-- RECORDS SHOWN follows --

mod client_metadata;
mod metadata;
mod request;
mod response;

pub use self::client_metadata::*;
pub use self::metadata::*;
pub use self::request::*;
pub use self::response::*;

use serde::{Deserialize, Serialize};
use smol_str::SmolStr;
use url::Url;

/// Query parameters delivered to the redirect URI.
#[derive(Debug, Clone, Default, PartialEq, Eq, Serialize, Deserialize)]
pub struct CallbackParams {
    #[serde(default, skip_serializing_if = "Option::is_none")]
    pub code: Option<SmolStr>,
    #[serde(default, skip_serializing_if = "Option::is_none")]
    pub state: Option<SmolStr>,
    #[serde(default, skip_serializing_if = "Option::is_none")]
    pub iss: Option<SmolStr>,
    #[serde(default, skip_serializing_if = "Option::is_none")]
    pub error: Option<SmolStr>,
    #[serde(default, skip_serializing_if = "Option::is_none")]
    pub error_description: Option<SmolStr>,
}

impl CallbackParams {
    /// Read the parameters from a redirect URL's query string.
    pub fn from_redirect(url: &Url) -> Result<Self, serde_html_form::de::Error> {
        serde_html_form::from_str(url.query().unwrap_or_default())
    }
}
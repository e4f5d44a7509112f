use serde::{Deserialize, Serialize};
use smol_str::SmolStr;
use url::Url;

/// Client metadata document as published at the `client_id` URL.
///
/// Field order matches the serialized document.
#[derive(Clone, Debug, PartialEq, Eq, Serialize, Deserialize)]
pub struct OAuthClientMetadata {
    pub client_id: Url,
    #[serde(skip_serializing_if = "Option::is_none")]
    pub client_name: Option<SmolStr>,
    #[serde(skip_serializing_if = "Option::is_none")]
    pub client_uri: Option<Url>,
    pub redirect_uris: Vec<Url>,
    pub scope: SmolStr,
    pub grant_types: Vec<SmolStr>,
    pub response_types: Vec<SmolStr>,
    pub application_type: SmolStr,
    pub token_endpoint_auth_method: SmolStr,
    pub dpop_bound_access_tokens: bool,
}
use serde::{Deserialize, Deserializer, Serialize};
use smol_str::SmolStr;

#[derive(Deserialize, Debug, Clone, PartialEq, Eq)]
pub struct OAuthParResponse {
    pub request_uri: SmolStr,
    pub expires_in: Option<u32>,
}

#[derive(Serialize, Debug, Clone, Copy, PartialEq, Eq)]
pub enum OAuthTokenType {
    DPoP,
    Bearer,
}

impl OAuthTokenType {
    pub fn as_str(&self) -> &'static str {
        match self {
            Self::DPoP => "DPoP",
            Self::Bearer => "Bearer",
        }
    }
}

// Token types are case-insensitive (RFC 6749 section 5.1).
impl<'de> Deserialize<'de> for OAuthTokenType {
    fn deserialize<D: Deserializer<'de>>(deserializer: D) -> Result<Self, D::Error> {
        let raw = SmolStr::deserialize(deserializer)?;
        if raw.eq_ignore_ascii_case("dpop") {
            Ok(Self::DPoP)
        } else if raw.eq_ignore_ascii_case("bearer") {
            Ok(Self::Bearer)
        } else {
            Err(serde::de::Error::unknown_variant(&raw, &["DPoP", "Bearer"]))
        }
    }
}

// https://datatracker.ietf.org/doc/html/rfc6749#section-5.1
#[derive(Deserialize, Debug, Clone, PartialEq, Eq)]
pub struct OAuthTokenResponse {
    pub access_token: SmolStr,
    pub token_type: OAuthTokenType,
    pub expires_in: Option<i64>,
    pub refresh_token: Option<SmolStr>,
    pub scope: Option<SmolStr>,
    // ATPROTO extension: the account DID the tokens are for
    pub sub: Option<SmolStr>,
}

// https://datatracker.ietf.org/doc/html/rfc6749#section-5.2
#[derive(Deserialize, Debug, Clone, PartialEq, Eq)]
pub struct OAuthErrorResponse {
    pub error: SmolStr,
    #[serde(default)]
    pub error_description: Option<SmolStr>,
}
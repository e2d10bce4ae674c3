// ============================================================================
// INTELX FX - Katakana rain and a scripted fake terminal for the landing page
// ============================================================================
//
// rain/      column simulation for the falling glyphs
// terminal/  scripted typing, line input, fake commands and scan reports
// web/       page wiring (wasm32 only): canvas painting, DOM view, frame loop
//
// Everything outside web/ is plain Rust and runs under `cargo test` on the
// host.

pub mod config;
pub mod error;
pub mod rain;
pub mod rng;
pub mod schedule;
pub mod terminal;

#[cfg(target_arch = "wasm32")]
mod web;

pub use config::{FxConfig, Pacing, RainConfig};
pub use error::FxError;
pub use rain::{RainField, SurfaceMetrics, SurfaceMode};
pub use terminal::{Effect, Key, ScanReport, Terminal};

#[cfg(target_arch = "wasm32")]
use wasm_bindgen::prelude::*;

#[cfg(target_arch = "wasm32")]
#[wasm_bindgen(start)]
pub fn wasm_start() -> Result<(), JsValue> {
    #[cfg(feature = "console_error_panic_hook")]
    console_error_panic_hook::set_once();

    web::mount().map_err(Into::into)
}
// canvas.rs - 2D canvas surface for the rain field

use wasm_bindgen::JsCast;
use web_sys::{CanvasRenderingContext2d, Document, HtmlCanvasElement, Window};

use crate::config::RainConfig;
use crate::error::{FxError, Result};
use crate::rain::{RainField, SurfaceMetrics, SurfaceMode};

const FULL_ID: &str = "matrix";
const WIDGET_ID: &str = "smatrix";

pub struct CanvasSurface {
    window: Window,
    canvas: HtmlCanvasElement,
    ctx: CanvasRenderingContext2d,
    mode: SurfaceMode,
}

impl CanvasSurface {
    /// Full-window canvas wins over the widget when both exist.
    /// `Ok(None)` means the page has no rain surface.
    pub fn find(window: &Window, document: &Document) -> Result<Option<Self>> {
        let (el, mode) = match document.get_element_by_id(FULL_ID) {
            Some(el) => (el, SurfaceMode::FullWindow),
            None => match document.get_element_by_id(WIDGET_ID) {
                Some(el) => (el, SurfaceMode::Widget),
                None => return Ok(None),
            },
        };
        let Ok(canvas) = el.dyn_into::<HtmlCanvasElement>() else {
            return Ok(None);
        };
        let ctx = canvas
            .get_context("2d")?
            .ok_or(FxError::NoContext)?
            .dyn_into::<CanvasRenderingContext2d>()
            .map_err(|_| FxError::NoContext)?;

        Ok(Some(Self { window: window.clone(), canvas, ctx, mode }))
    }

    pub fn mode(&self) -> SurfaceMode {
        self.mode
    }

    pub fn measure(&self) -> Result<SurfaceMetrics> {
        let dpr = self.window.device_pixel_ratio();
        let (w, h) = match self.mode {
            SurfaceMode::FullWindow => (
                self.window.inner_width()?.as_f64().unwrap_or(0.0),
                self.window.inner_height()?.as_f64().unwrap_or(0.0),
            ),
            SurfaceMode::Widget => {
                let rect = self.canvas.get_bounding_client_rect();
                (rect.width(), rect.height())
            }
        };
        Ok(SurfaceMetrics::new(w, h, dpr))
    }

    /// Size the backing store to the metrics and scale drawing to CSS pixels
    pub fn apply(&self, m: &SurfaceMetrics) -> Result<()> {
        self.canvas.set_width(m.pixel_width());
        self.canvas.set_height(m.pixel_height());
        let style = self.canvas.style();
        style.set_property("width", &format!("{}px", m.css_width))?;
        style.set_property("height", &format!("{}px", m.css_height))?;
        self.ctx.set_transform(m.dpr, 0.0, 0.0, m.dpr, 0.0, 0.0)?;
        Ok(())
    }

    /// Fade the previous frame, then draw this frame's glyphs
    pub fn paint(&self, field: &RainField, cfg: &RainConfig) -> Result<()> {
        let ctx = &self.ctx;
        ctx.set_fill_style_str(&cfg.fade_style);
        ctx.fill_rect(0.0, 0.0, self.canvas.width() as f64, self.canvas.height() as f64);

        ctx.set_fill_style_str(&cfg.glyph_style);
        ctx.set_font(&format!("{}px monospace", field.font_size()));

        let mut buf = [0u8; 4];
        for g in field.frame().glyphs() {
            ctx.fill_text(g.ch.encode_utf8(&mut buf), g.x, g.y)?;
        }
        Ok(())
    }
}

-- RECORDS SHOWN concluded --

§ DIRECTIONS FOR THIS TASK:
Which lines in the data above hold the string "frame"? Return each of them.

§ YOUR RESPONSE:
// web/       page wiring (wasm32 only): canvas painting, DOM view, frame loop
    /// Fade the previous frame, then draw this frame's glyphs
        for g in field.frame().glyphs() {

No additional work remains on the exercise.